Ecamsule (USAN, trade name Mexoryl SX, INCI terephthalylidene dicamphor sulfonic acid) is an organic compound which is added to many sunscreens to filter out UVA rays. It is a benzylidene camphor derivative, many of which are known for their excellent photostability.

==Mode of action==
Exposed to UV, ecamsule undergoes reversible photoisomerization, followed by photoexcitation. The absorbed UV is then released as thermal energy, without penetrating the skin.
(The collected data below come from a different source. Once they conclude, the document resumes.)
//! The syntax tree arena.
//!
//! All AST units live in a single [`SyntaxTree`] arena; a unit's identity is
//! its [`NodeId`]. Sibling collections are doubly-linked lists threaded
//! through the arena, owned by the containing node and addressed by a
//! [`Slot`]. A child's parent back-reference is a non-owning
//! (owner, slot) pair used for navigation and unlinking only.

use slotmap::{new_key_type, SlotMap};

use crate::ast::{
    AtRuleData, DeclarationData, NodeData, PropertyValueData, RuleData, SelectorData,
    StylesheetData, UnitKind,
};

new_key_type! {
    /// Identity of an AST unit within its [`SyntaxTree`].
    pub struct NodeId;
}

/// Lifecycle of an AST unit with respect to the broadcast bus.
///
/// Transitions are monotonic (`Unbroadcasted` to `Broadcasted` to
/// `Processed`), except for `NeverEmit` which can be entered from any state
/// and is terminal.
#[derive(Debug, Clone, Copy, PartialEq, Eq, PartialOrd, Ord)]
pub enum Status {
    /// Created but not yet delivered to subscribers.
    Unbroadcasted,
    /// Delivered at least once.
    Broadcasted,
    /// Fully processed by every subscriber.
    Processed,
    /// Kept reachable for observation but never delivered again and never
    /// written.
    NeverEmit,
}

/// An ordered collection of sibling units, embedded in the owning node.
#[derive(Debug, Default, Clone, Copy)]
pub struct NodeList {
    head: Option<NodeId>,
    tail: Option<NodeId>,
    len: usize,
}

impl NodeList {
    /// Number of members.
    pub fn len(&self) -> usize {
        self.len
    }

    /// True if the collection has no members.
    pub fn is_empty(&self) -> bool {
        self.len == 0
    }
}

/// Addresses one child collection (or single-child position) of a node.
#[derive(Debug, Clone, Copy, PartialEq, Eq)]
pub enum Slot {
    /// Statements of a stylesheet or refined at-rule block.
    Statements,
    /// Selectors of a rule.
    Selectors,
    /// Declarations of a rule.
    Declarations,
    /// Parts of a refined selector.
    Parts,
    /// Members of a property value.
    Members,
    /// Orphaned comments of a stylesheet, rule or selector.
    Orphaned,
    /// The single value of a declaration.
    Value,
    /// The single refined expression of an at-rule.
    Expression,
    /// The single refined block of an at-rule.
    Block,
}

impl Slot {
    fn is_single(self) -> bool {
        matches!(self, Slot::Value | Slot::Expression | Slot::Block)
    }
}

/// A child's back-reference to the collection that owns it.
#[derive(Debug, Clone, Copy, PartialEq, Eq)]
pub struct ParentLink {
    /// The owning node.
    pub owner: NodeId,
    /// The collection within the owner.
    pub slot: Slot,
}

/// One AST unit: payload plus the bookkeeping every unit carries.
#[derive(Debug)]
pub struct Node {
    line: i32,
    column: i32,
    status: Status,
    comments: Vec<String>,
    parent: Option<ParentLink>,
    prev: Option<NodeId>,
    next: Option<NodeId>,
    data: NodeData,
}

impl Node {
    /// 1-based source line, or -1 if synthesized.
    pub fn line(&self) -> i32 {
        self.line
    }

    /// 1-based source column, or -1 if synthesized.
    pub fn column(&self) -> i32 {
        self.column
    }

    /// Current lifecycle status.
    pub fn status(&self) -> Status {
        self.status
    }

    /// Comments preceding this unit in the source.
    pub fn comments(&self) -> &[String] {
        &self.comments
    }

    /// The unit payload.
    pub fn data(&self) -> &NodeData {
        &self.data
    }

    /// The runtime variant of this unit.
    pub fn kind(&self) -> UnitKind {
        self.data.kind()
    }
}

/// The arena owning every AST unit of one document.
#[derive(Debug, Default)]
pub struct SyntaxTree {
    nodes: SlotMap<NodeId, Node>,
}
UVB rays cause short-term sunburn and skin cancer; UVA rays cause wrinkling and may have some role in development of skin cancer. There is no official rating for UVA protection in the US. In Europe, there are several different rating systems that are used to measure effectiveness in blocking UVA rays, including the IPD (immediate pigment darkening assay) and the PPD (persistent pigment darkening assay). Ecamsule protects against UV wavelengths in the 290–400 nanometer range, with peak protection at 345 nm. Because ecamsule does not cover the entire UV spectrum, it should be combined with other active sunscreen agents to ensure broad-spectrum UV protection. Ecamsule is a photostable organic UVA absorber, meaning it doesn't degrade significantly when exposed to light. This is in contrast to the widely used UVA absorber avobenzone that is not intrinsically photostable and requires photostabilizers to prevent significant degradation in light.

==Efficacy==
A 5% ecamsule containing sunscreen can prevent early changes leading to photoaging in humans. A broad spectrum sunscreen with ecamsule, avobenzone and octocrylene significantly reduces the skin damage associated with UV exposure in human subjects.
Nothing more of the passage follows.